Australian Dollar (AUD) Sinks as Covid Situation Worsens

The Australian Dollar (AUD) tumbled on Friday as Omicron cases soared in New South Wales (NSW). Hospital admissions in the state doubled to a record 1,738 in just over a week, with more than 100,000 coronavirus cases recorded in the past three days.

Despite rising infections, Australian business leaders are urging the government to ‘hold their nerve’ against introducing new restrictions, as such measures could damage the economy further.

A lack of significant Australian data today leaves the ‘Aussie’ to trade on external factors. Further shortages of Covid testing equipment amidst high demand could subdue AUD.

Pound (GBP) Fluctuates as Lack of Data Exposes Currency to Losses

Trade in the Pound (GBP) was mixed at the end of last week, as ongoing concerns about the NHS staffing crisis weighed upon Sterling, alongside a forecast cost of living squeeze.
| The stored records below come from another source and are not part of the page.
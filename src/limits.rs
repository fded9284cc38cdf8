pub const MAX_SERVICES_PER_BOOKING: usize = 16;
pub const MAX_SERVICES_PER_BUSINESS: usize = 2_000;
pub const MAX_STAFF_PER_BUSINESS: usize = 1_000;
pub const MAX_PROMOTIONS_PER_BUSINESS: usize = 10_000;
pub const MAX_WINDOWS_PER_DAY: usize = 8;
pub const MAX_APPOINTMENTS_PER_STAFF_DAY: usize = 288;
pub const MAX_CODE_LEN: usize = 64;
pub const MAX_NAME_LEN: usize = 256;
pub const MAX_REASON_LEN: usize = 1_024;
pub const MAX_NOTES_LEN: usize = 4_096;
pub const MAX_TIP: i64 = 100_000_000;
/// Largest price or fixed amount, in minor units. A full booking at this price
/// times a percentage still fits in an i64.
pub const MAX_PRICE: i64 = 1_000_000_000_000;

const _: () = assert!((MAX_SERVICES_PER_BOOKING as i64) * MAX_PRICE * 100 + MAX_TIP < i64::MAX);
A lack of significant data left the Pound more vulnerable to external factors: however, losses were capped by hawkish predictions for the Bank of England (BoE): a 25bp hike is 80% priced for the February meeting, and the Bank Rate is priced at 1.00% August.

Into today, a scarcity of data means GBP will continue to take cues from Covid dynamics and risk sentiment. Continuing NHS staff shortages could subdue Pound trading.

Euro (EUR) Bolstered by Positive Data, despite ECB Headwinds

The Euro (EUR) found support on Friday from upbeat retail sales and slightly higher-than-expected Eurozone inflation.

Sales in November rose by 1% – the biggest increase since June – as spending increased on both non-food products and food, drinks and tobacco. Meanwhile, a rise in EU inflation could encourage the European Central Bank (ECB) to tighten monetary policy – although policymaker Philip Lane maintains that inflation will soon begin to fall.

Eurozone employment data is likely to influence the Euro’s performance today: if unemployment fell in November as expected, EUR could enjoy support.

US Dollar (USD) Subdued by Disappointing Payroll Data

The US Dollar (USD) fell against several peers at the end of last week, as the US jobs report printed mixed. While unemployment fell by more than expected, non-farm payrolls increased by 199K rather than the 400K forecast in December.

The ‘Greenback’ initially sank in response to the data, as nonfarm employment remains 2.3% below pre-pandemic levels. However, given that both unemployment and wage gains impressed, the downtrend was tempered somewhat.

The US Dollar lacks significant economic stimulus today, and so is likely to trade on external factors. Escalating Omicron fears could inspire a risk-off mood, benefitting the safe-haven currency.

Canadian Dollar (CAD) Wavers as Oil Price Rally Stalls

The Canadian Dollar (CAD) slipped in the second half of Friday’s session, as crude prices stalled. Demand for WTI is likely to weaken now that Russian troops have restored order in Kazakhstan and Libya’s oil production resumes.

Canadian jobs data also printed mixed – unemployment fell marginally and there were more December hires than predicted, but part-time employment fell unexpectedly and wages decreased. The Ivey PMI also missed expectations.

New Zealand Dollar (NZD) Rates Correct from Fortnightly Low

The New Zealand Dollar (NZD) inched up at the end of last week from its lowest level since 21 December. Given the lack of a clear catalyst, it seems to be a technical correction.